* Collected data
::::::::
use std::future::Future;
use std::pin::Pin;
use std::task::{Context, Poll};

use axum::extract::Request;
use axum::http::header::{HeaderMap, HeaderValue, COOKIE, SET_COOKIE};
use axum::response::{IntoResponse, Redirect, Response};
use chrono::Utc;
use tower::{Layer, Service};
use uuid::Uuid;

use crate::i18n::{locale_from_path, strip_locale};
use crate::services::auth_service::{AuthService, SESSION_COOKIE};

/// Signed-in admin injected by the auth middleware into request extensions.
#[derive(Clone, Debug, PartialEq)]
pub struct AuthenticatedAdmin {
    pub admin_id: Uuid,
    pub email: String,
}

/// Admin paths (locale prefix stripped) reachable without a session.
const PUBLIC_PATHS: &[&str] = &["/admin/login"];

#[derive(Clone)]
pub struct AuthLayer {
    auth: AuthService,
}

impl AuthLayer {
    pub fn new(auth: AuthService) -> Self {
        Self { auth }
    }
}

impl<S> Layer<S> for AuthLayer {
    type Service = AuthMiddleware<S>;

    fn layer(&self, inner: S) -> Self::Service {
        AuthMiddleware {
            inner,
            auth: self.auth.clone(),
        }
    }
}

#[derive(Clone)]
pub struct AuthMiddleware<S> {
    inner: S,
    auth: AuthService,
}

/// Reads the session token from the `Cookie` header(s).
pub fn session_token(headers: &HeaderMap) -> Option<String> {
    headers
        .get_all(COOKIE)
        .iter()
        .filter_map(|v| v.to_str().ok())
        .flat_map(|v| v.split(';'))
        .filter_map(|pair| pair.trim().split_once('='))
        .find(|(name, value)| *name == SESSION_COOKIE && !value.is_empty())
        .map(|(_, value)| value.to_string())
}

impl<S> Service<Request> for AuthMiddleware<S>
where
    S: Service<Request, Response = Response> + Clone + Send + 'static,
    S::Future: Send + 'static,
    S::Error: Send + 'static,
{
    type Response = Response;
    type Error = S::Error;
    type Future = Pin<Box<dyn Future<Output = Result<Self::Response, Self::Error>> + Send>>;

    fn poll_ready(&mut self, cx: &mut Context<'_>) -> Poll<Result<(), Self::Error>> {
        self.inner.poll_ready(cx)
    }

    fn call(&mut self, mut req: Request) -> Self::Future {
        let mut inner = self.inner.clone();
        std::mem::swap(&mut self.inner, &mut inner);

        let auth = self.auth.clone();

        Box::pin(async move {
            let path = req.uri().path().to_string();

            if PUBLIC_PATHS.iter().any(|p| strip_locale(&path) == *p) {
                return inner.call(req).await;
            }

            let session = session_token(req.headers()).and_then(|t| auth.authenticate(&t));
            let Some((admin, claims)) = session else {
                let locale = locale_from_path(&path).unwrap_or_default();
                tracing::debug!("No valid admin session for {}, redirecting to login", path);
                return Ok(Redirect::to(&format!("/{}/admin/login", locale)).into_response());
            };

            let now = Utc::now();
            let refreshed = if auth.needs_refresh(&claims, now) {
                match auth.issue_token(&admin, now) {
                    Ok(token) => Some(auth.session_cookie(&token)),
                    Err(e) => {
                        tracing::warn!("Failed to refresh admin session: {}", e);
                        None
                    }
                }
            } else {
                None
            };

            req.extensions_mut().insert(admin);
            let mut response = inner.call(req).await?;

            if let Some(cookie) = refreshed {
                if let Ok(value) = HeaderValue::from_str(&cookie) {
                    response.headers_mut().append(SET_COOKIE, value);
                }
            }
            Ok(response)
        })
    }
}

#[cfg(test)]
mod tests {
    use super::*;

    #[test]
    fn test_session_token_found_among_other_cookies() {
        let mut headers = HeaderMap::new();
        headers.insert(
            COOKIE,
            HeaderValue::from_static("theme=dark; dealer_session=abc.def.ghi; lang=es"),
        );
        assert_eq!(session_token(&headers).as_deref(), Some("abc.def.ghi"));
    }

    #[test]
    fn test_session_token_missing_or_empty() {
        let mut headers = HeaderMap::new();
        assert_eq!(session_token(&headers), None);
        headers.insert(COOKIE, HeaderValue::from_static("dealer_session="));
        assert_eq!(session_token(&headers), None);
    }
}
::::::::
* How to complete this task
Reproduce the entries above exactly, but only the lines between the line holding "without a session." and the line holding "impl<S> Layer<S> for", inclusive.

* Problem solution
/// Admin paths (locale prefix stripped) reachable without a session.
const PUBLIC_PATHS: &[&str] = &["/admin/login"];

#[derive(Clone)]
pub struct AuthLayer {
    auth: AuthService,
}

impl AuthLayer {
    pub fn new(auth: AuthService) -> Self {
        Self { auth }
    }
}

impl<S> Layer<S> for AuthLayer {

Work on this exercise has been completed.